Поиск перспектив, видимо, надо начинать с исторического прошлого России, когда тысячелетиями формировалась ее судьба, устойчивые тенденции и направления ее развития, а не со вчерашнего дня постсоветских реформ, уводящих перспективы страны непонятно куда, наверное, в «светлое будущее».
Способна ли современная Россия занять достойное место в глобальном мире, играть в международных процессах самостоятельную роль? Это, в конечном счете, зависит от того, смогут ли интеллектуальные, политические элиты страны выработать адекватную этим процессам идейно-политическую позицию, выражающую коренные интересы российского общества и государства. Но к решению данного вопроса не стоит и подступаться, не уяснив суть другого, более сложного - вопроса о самоидентификации.
Кто мы? Откуда мы? Куда идем? Вот главные загадки, на которые он распадается. Всякая попытка, минуя их, строить сценарии будущего России, теоретически и практически бесплодна. Как и отдельный человек, страдающий амнезией, общество, утрачивающее историческую идентичность, становится беспомощной жертвой окружающего мира, жестокого и опасного. Уместно сослаться на А. Тойнби, который отмечал, что по мере развертывания процесса решения формулы «Вызовы - Ответы», наблюдается тенденция к смещению действия из области внешнего окружения в область внутреннего». Иными словами, «критерий роста - это прогрессивное движение в направлении самоопределения»1.

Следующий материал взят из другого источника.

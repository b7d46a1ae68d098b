#![allow(dead_code)]

use axum::body::Body;
use axum::http::header::{CONTENT_TYPE, LOCATION};
use axum::http::{Method, Request};
use axum::response::Response;
use axum::Router;
use http_body_util::BodyExt;
use sqlx::SqlitePool;
use tower::ServiceExt;

use gazette_api::app::build_app;
use gazette_api::config::ServerConfig;
use gazette_api::state::AppState;
use gazette_api::views::Views;
use gazette_core::validation::ValidationStrategy;
use gazette_db::models::article::{Article, ArticleFields};
use gazette_db::models::comment::{Comment, CommentFields};
use gazette_db::repositories::{ArticleRepo, CommentRepo};

/// Build a test `ServerConfig` with safe defaults.
pub fn test_config(validation: ValidationStrategy) -> ServerConfig {
    ServerConfig {
        host: "127.0.0.1".to_string(),
        port: 0,
        database_url: "sqlite::memory:".to_string(),
        db_max_connections: 1,
        request_timeout_secs: 30,
        validation,
    }
}

/// Build the full application router over `pool` with the default
/// (declarative) validation strategy.
pub fn build_test_app(pool: SqlitePool) -> Router {
    build_test_app_with(pool, ValidationStrategy::Declarative)
}

pub fn build_test_app_with(pool: SqlitePool, validation: ValidationStrategy) -> Router {
    let views = Views::new().expect("templates should parse");
    build_app(AppState::new(pool, test_config(validation), views))
}

// ---------------------------------------------------------------------------
// Requests
// ---------------------------------------------------------------------------

pub async fn get(app: Router, uri: &str) -> Response {
    app.oneshot(Request::builder().uri(uri).body(Body::empty()).unwrap())
        .await
        .unwrap()
}

/// POST a urlencoded form body.
pub async fn post_form(app: Router, uri: &str, fields: &[(&str, &str)]) -> Response {
    let body = serde_urlencoded::to_string(fields).unwrap();
    app.oneshot(
        Request::builder()
            .method(Method::POST)
            .uri(uri)
            .header(CONTENT_TYPE, "application/x-www-form-urlencoded")
            .body(Body::from(body))
            .unwrap(),
    )
    .await
    .unwrap()
}

// ---------------------------------------------------------------------------
// Responses
// ---------------------------------------------------------------------------

pub async fn body_text(response: Response) -> String {
    let bytes = response.into_body().collect().await.unwrap().to_bytes();
    String::from_utf8(bytes.to_vec()).unwrap()
}

pub async fn body_json(response: Response) -> serde_json::Value {
    let bytes = response.into_body().collect().await.unwrap().to_bytes();
    serde_json::from_slice(&bytes).unwrap()
}

/// The `Location` header of a redirect.
pub fn location(response: &Response) -> String {
    response
        .headers()
        .get(LOCATION)
        .expect("redirect should carry a Location header")
        .to_str()
        .unwrap()
        .to_string()
}

// ---------------------------------------------------------------------------
// Fixtures
// ---------------------------------------------------------------------------

pub async fn seed_article(pool: &SqlitePool, title: &str) -> Article {
    let input = ArticleFields {
        title: title.to_string(),
        author: "Bob".to_string(),
        text: format!("Text of {title}"),
    };
    ArticleRepo::create(pool, &input).await.unwrap()
}

pub async fn seed_comment(pool: &SqlitePool, article_id: i64, text: &str) -> Comment {
    let input = CommentFields {
        article_id,
        author: "Reader".to_string(),
        text: text.to_string(),
    };
    CommentRepo::create(pool, &input).await.unwrap()
}
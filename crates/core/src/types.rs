/// All database primary keys are SQLite INTEGER rowids.
pub type DbId = i64;

/// All timestamps are UTC.
pub type Timestamp = chrono::DateTime<chrono::Utc>;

Взаимодействие процесса становления глобального мира с теми общественными процессами, которые предшествуют ему или совпадают с ним по времени, сопровождается дестабилизацией и нередко распадом прежних человеческих общностей, способных оснастить индивида устойчивым набором норм, ценностей, мотивов, определяющих его отношение к социуму и тем самым - композицию его идентичности. Авторы коллективной монографии о проблемах российской идентичности на основе социологических исследований, проведенных в 2011-2012 гг., так характеризуют эту проблематику: «Современное российское
общество находится в состоянии оценки последствий советской эпохи, перехода к демократии и выбору своего пути и места в мировом сообществе. При этом выбор идет как в сферах политики, экономики, культуры, так и идеологии, в соответствии с которыми формируется пространство меняющихся идентичностей и солидарностей, их ценностно-нормативный и коммуникационный потенциал»[4].
Формирование нового миропорядка меняет положение человека в обществе. Главное последствие этого в замене непосредственных связей между людьми, замыкавшихся ранее в рамках локальных сообществ, безличными и функциональными, которые разрушают механизм передачи от поколения к поколению высших моральных ценностей. В своем поведении люди руководствуются уже не этими ценностями, а теми практическими задачами, которые ставит перед ними сиюминутная ситуация.
В тотально взаимосвязанном и взаимозависимом мировом сообществе макросоциальные отношения людей выходят за рамки национально-государственного пространства, в котором замыкались его связи с обществом, приобретают транснациональный характер. Как отмечает У. Бек, в этих условиях рушится структура основных принципов, на которых организовывались и жили общества и государства, представляя собой территориальные, ограниченные друг от друга единства. В результате «образуются новые силовые и конкурентные соотношения, конфликты и пересечения между национально-государственными единствами и акторами, с одной стороны, и транснациональными акторами, идентичностями, социальными пространствами, ситуациями и процессами - с другой»[5].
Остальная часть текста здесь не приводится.